Modern young women exhibit high levels of financial and social cynicism because protective social biases, elevated educational status, and digital platforms incentivize them to prioritize peer-approved victimhood and physical marketability over long-term reproductive goals.

Highlights

  • Young women are 21 points less likely than young men to believe they will ever out-earn their parents, despite young men being more likely to be unemployed.

  • When men and women are involved in an instance of harm, cognitive heuristics make people more likely to view the woman as the victim and the man as the perpetrator.

  • Job hiring discrimination against women has decreased, but people consistently overestimate its ongoing presence due to heightened sensitivity to potential bias.
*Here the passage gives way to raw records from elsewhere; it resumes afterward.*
//! Store error types.

use thiserror::Error;

/// Key/value store errors
#[derive(Debug, Error)]
pub enum StoreError {
    /// Store could not be reached or rejected the command
    #[error("Store unavailable: {0}")]
    Unavailable(String),

    /// Redis client error
    #[error("Redis error: {0}")]
    Redis(#[from] redis::RedisError),

    /// Key holds a value of a different type than the command expects
    #[error("Wrong type for key {key}: expected {expected}")]
    WrongType { key: String, expected: &'static str },

    /// Connection could not be established within the configured attempts
    #[error("Failed to connect after {attempts} attempt(s): {reason}")]
    ConnectFailed { attempts: u32, reason: String },
}

impl StoreError {
    /// Whether the error is transient and the operation may succeed on retry
    pub fn is_transient(&self) -> bool {
        match self {
            StoreError::Unavailable(_) | StoreError::ConnectFailed { .. } => true,
            StoreError::Redis(e) => {
                e.is_io_error() || e.is_connection_dropped() || e.is_timeout()
            }
            StoreError::WrongType { .. } => false,
        }
    }
}

/// Result type for store operations
pub type StoreResult<T> = Result<T, StoreError>;
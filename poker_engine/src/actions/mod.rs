//! Action log module: an append-only audit trail per room.
//!
//! Events are JSON objects `{action, timestamp, source, data?}` appended to
//! the room's `actions` list. Writes made on behalf of lifecycle transitions
//! are best-effort.

pub mod logger;
pub mod models;

pub use logger::{ActionLogger, ActionSink};
pub use models::{ActionEvent, ActionType, DEFAULT_HISTORY_LIMIT, ENGINE_SOURCE};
  • Physical beauty acts as a primary status marker for women, causing them to defer to attractive women in the same way men defer to physically formidable men.
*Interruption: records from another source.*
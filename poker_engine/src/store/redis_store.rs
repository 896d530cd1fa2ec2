//! Redis-backed store.

use async_trait::async_trait;
use redis::{AsyncCommands, Client, aio::ConnectionManager};
use std::{collections::HashMap, time::Duration};

use super::{BatchOp, KeyValueStore, ScanPage, StoreConfig, StoreError, StoreResult, WriteBatch};

/// Store implementation backed by a shared Redis connection manager
///
/// Cloning is cheap; every clone multiplexes over the same connection and
/// the manager reconnects transparently after a dropped connection.
#[derive(Clone)]
pub struct RedisStore {
    conn: ConnectionManager,
}

impl RedisStore {
    /// Connect to Redis, retrying with a linear backoff
    ///
    /// # Arguments
    ///
    /// * `config` - Connection URL, per-attempt timeout and attempt count
    ///
    /// # Returns
    ///
    /// * `StoreResult<Self>` - Connected store, or `ConnectFailed` once every
    ///   attempt has failed
    pub async fn connect(config: &StoreConfig) -> StoreResult<Self> {
        let client = Client::open(config.redis_url.as_str())?;
        let timeout = Duration::from_secs(config.connect_timeout_secs.max(1));
        let attempts = config.reconnect_attempts.max(1);
        let mut reason = String::new();

        for attempt in 1..=attempts {
            match tokio::time::timeout(timeout, client.get_connection_manager()).await {
                Ok(Ok(conn)) => {
                    let store = Self { conn };
                    match store.ping().await {
                        Ok(()) => {
                            log::info!("Connected to Redis (attempt {}/{})", attempt, attempts);
                            return Ok(store);
                        }
                        Err(e) => reason = e.to_string(),
                    }
                }
                Ok(Err(e)) => reason = e.to_string(),
                Err(_) => reason = format!("timed out after {}s", timeout.as_secs()),
            }

            log::warn!(
                "Redis connection attempt {}/{} failed: {}",
                attempt,
                attempts,
                reason
            );
            if attempt < attempts {
                tokio::time::sleep(Duration::from_secs(u64::from(attempt))).await;
            }
        }

        Err(StoreError::ConnectFailed { attempts, reason })
    }

    /// Wrap an already established connection manager
    pub fn from_connection(conn: ConnectionManager) -> Self {
        Self { conn }
    }

    fn conn(&self) -> ConnectionManager {
        self.conn.clone()
    }
}

#[async_trait]
impl KeyValueStore for RedisStore {
    async fn ping(&self) -> StoreResult<()> {
        let mut conn = self.conn();
        let _: String = redis::cmd("PING").query_async(&mut conn).await?;
        Ok(())
    }

    async fn exists(&self, key: &str) -> StoreResult<bool> {
        let mut conn = self.conn();
        let found: bool = conn.exists(key).await?;
        Ok(found)
    }

    async fn del(&self, keys: &[String]) -> StoreResult<()> {
        if keys.is_empty() {
            return Ok(());
        }
        let mut conn = self.conn();
        let _: () = conn.del(keys).await?;
        Ok(())
    }

    async fn get(&self, key: &str) -> StoreResult<Option<String>> {
        let mut conn = self.conn();
        let value: Option<String> = conn.get(key).await?;
        Ok(value)
    }

    async fn set(&self, key: &str, value: &str) -> StoreResult<()> {
        let mut conn = self.conn();
        let _: () = conn.set(key, value).await?;
        Ok(())
    }

    async fn hget(&self, key: &str, field: &str) -> StoreResult<Option<String>> {
        let mut conn = self.conn();
        let value: Option<String> = conn.hget(key, field).await?;
        Ok(value)
    }

    async fn hget_all(&self, key: &str) -> StoreResult<HashMap<String, String>> {
        let mut conn = self.conn();
        let fields: HashMap<String, String> = conn.hgetall(key).await?;
        Ok(fields)
    }

    async fn hset_multiple(&self, key: &str, fields: &[(String, String)]) -> StoreResult<()> {
        if fields.is_empty() {
            return Ok(());
        }
        let mut conn = self.conn();
        let _: () = conn.hset_multiple(key, fields).await?;
        Ok(())
    }

    async fn sadd(&self, key: &str, members: &[String]) -> StoreResult<()> {
        if members.is_empty() {
            return Ok(());
        }
        let mut conn = self.conn();
        let _: () = conn.sadd(key, members).await?;
        Ok(())
    }

    async fn srem(&self, key: &str, members: &[String]) -> StoreResult<()> {
        if members.is_empty() {
            return Ok(());
        }
        let mut conn = self.conn();
        let _: () = conn.srem(key, members).await?;
        Ok(())
    }

    async fn smembers(&self, key: &str) -> StoreResult<Vec<String>> {
        let mut conn = self.conn();
        let members: Vec<String> = conn.smembers(key).await?;
        Ok(members)
    }

    async fn scard(&self, key: &str) -> StoreResult<usize> {
        let mut conn = self.conn();
        let count: usize = conn.scard(key).await?;
        Ok(count)
    }

    async fn sismember(&self, key: &str, member: &str) -> StoreResult<bool> {
        let mut conn = self.conn();
        let found: bool = conn.sismember(key, member).await?;
        Ok(found)
    }

    async fn zadd(&self, key: &str, member: &str, score: f64) -> StoreResult<()> {
        let mut conn = self.conn();
        let _: () = conn.zadd(key, member, score).await?;
        Ok(())
    }

    async fn zrem(&self, key: &str, member: &str) -> StoreResult<()> {
        let mut conn = self.conn();
        let _: () = conn.zrem(key, member).await?;
        Ok(())
    }

    async fn zrange(&self, key: &str, start: isize, stop: isize) -> StoreResult<Vec<String>> {
        let mut conn = self.conn();
        let members: Vec<String> = conn.zrange(key, start, stop).await?;
        Ok(members)
    }

    async fn rpush(&self, key: &str, values: &[String]) -> StoreResult<()> {
        if values.is_empty() {
            return Ok(());
        }
        let mut conn = self.conn();
        let _: () = conn.rpush(key, values).await?;
        Ok(())
    }

    async fn rpop(&self, key: &str) -> StoreResult<Option<String>> {
        let mut conn = self.conn();
        let value: Option<String> = conn.rpop(key, None).await?;
        Ok(value)
    }

    async fn llen(&self, key: &str) -> StoreResult<usize> {
        let mut conn = self.conn();
        let len: usize = conn.llen(key).await?;
        Ok(len)
    }

    async fn lrange(&self, key: &str, start: isize, stop: isize) -> StoreResult<Vec<String>> {
        let mut conn = self.conn();
        let values: Vec<String> = conn.lrange(key, start, stop).await?;
        Ok(values)
    }

    async fn ltrim(&self, key: &str, start: isize, stop: isize) -> StoreResult<()> {
        let mut conn = self.conn();
        let _: () = conn.ltrim(key, start, stop).await?;
        Ok(())
    }

    async fn execute_batch(&self, batch: WriteBatch) -> StoreResult<()> {
        if batch.is_empty() {
            return Ok(());
        }

        let mut pipe = redis::pipe();
        pipe.atomic();
        for op in batch.into_ops() {
            match op {
                BatchOp::HSet { key, fields } => {
                    pipe.hset_multiple(key, &fields).ignore();
                }
                BatchOp::Del { key } => {
                    pipe.del(key).ignore();
                }
                BatchOp::RPush { key, values } => {
                    pipe.rpush(key, values).ignore();
                }
            }
        }

        let mut conn = self.conn();
        let _: () = pipe.query_async(&mut conn).await?;
        Ok(())
    }

    async fn scan(&self, cursor: u64, pattern: &str, count: usize) -> StoreResult<ScanPage> {
        let mut conn = self.conn();
        let (cursor, keys): (u64, Vec<String>) = redis::cmd("SCAN")
            .arg(cursor)
            .arg("MATCH")
            .arg(pattern)
            .arg("COUNT")
            .arg(count)
            .query_async(&mut conn)
            .await?;
        Ok(ScanPage { cursor, keys })
    }
}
  • A cross-cultural study shows that finding a romantic partner is a primary goal for young people, whereas having children ranks among their lowest priorities.

Timeline

The Paradox of Female Cynicism and Social Leveling

  • Young women experience higher levels of financial pessimism than young men despite facing lower rates of unemployment.
  • Successful or popular women often over-deliver on kindness and adopt martyr-like personas to prevent envy from other women.
  • Socioeconomic security causes the human threat detection system to hyper-focus on minor issues like microaggressions or lifestyle preferences.

High-status environments reward women for adopting victimhood narratives to signal conformity to institutional ideologies. When actual existential threats are absent, people experience a form of psychological allergy where trivial inconveniences are elevated to major traumas. Evolutionary strategies of leveling are used by women to maintain social cohesion by pretending everyone is equal when someone starts to surpass the group.

Cognitive Biases in Harm Detection and Workplace Gender Dynamics

  • Human cognition naturally defaults to viewing men as perpetrators and women as victims in situations involving harm.
  • Assertiveness in the workplace forces women to navigate a strict trade-off between perceived agency and personal warmth.
  • Societal concern remains disproportionately high for discrepancies that negatively affect women while largely ignoring issues that negatively affect men.

The automatic assumption of female victimhood deprives men of sympathy while simultaneously penalizing women in domains requiring perceived leadership and agency. In professional settings, warmth is negatively correlated with competence, meaning women who display high warmth are often viewed as pliable. Although empirical data shows job hiring discrimination against women has sharply declined, public perception remains highly sensitized to detecting bias.

The Price of Pretty Privilege and the Reproductive Mismatch

  • Attractiveness provides immense systemic benefits, yet society is highly reluctant to acknowledge beauty as a form of privilege.
  • Having children yields high levels of personal meaning for parents but results in lower overall relationship satisfaction and a decline in a woman's physical mate value.
  • Social media platforms incentivize women to view themselves as commercial products, shifting their priorities from reproduction to self-marketing.

Physical beauty functions as a direct currency of status among women, which explains the unspoken reluctance of many young women to undergo the physical toll of pregnancy. Because humans are adaptation executioners rather than conscious fitness maximizers, the evolutionary urge to attract a high-value mate remains intact, while modern contraception has detached this urge from the desire to have children. Consequently, romantic relationships are increasingly treated as curated accessories designed to generate online status and validation from female peers.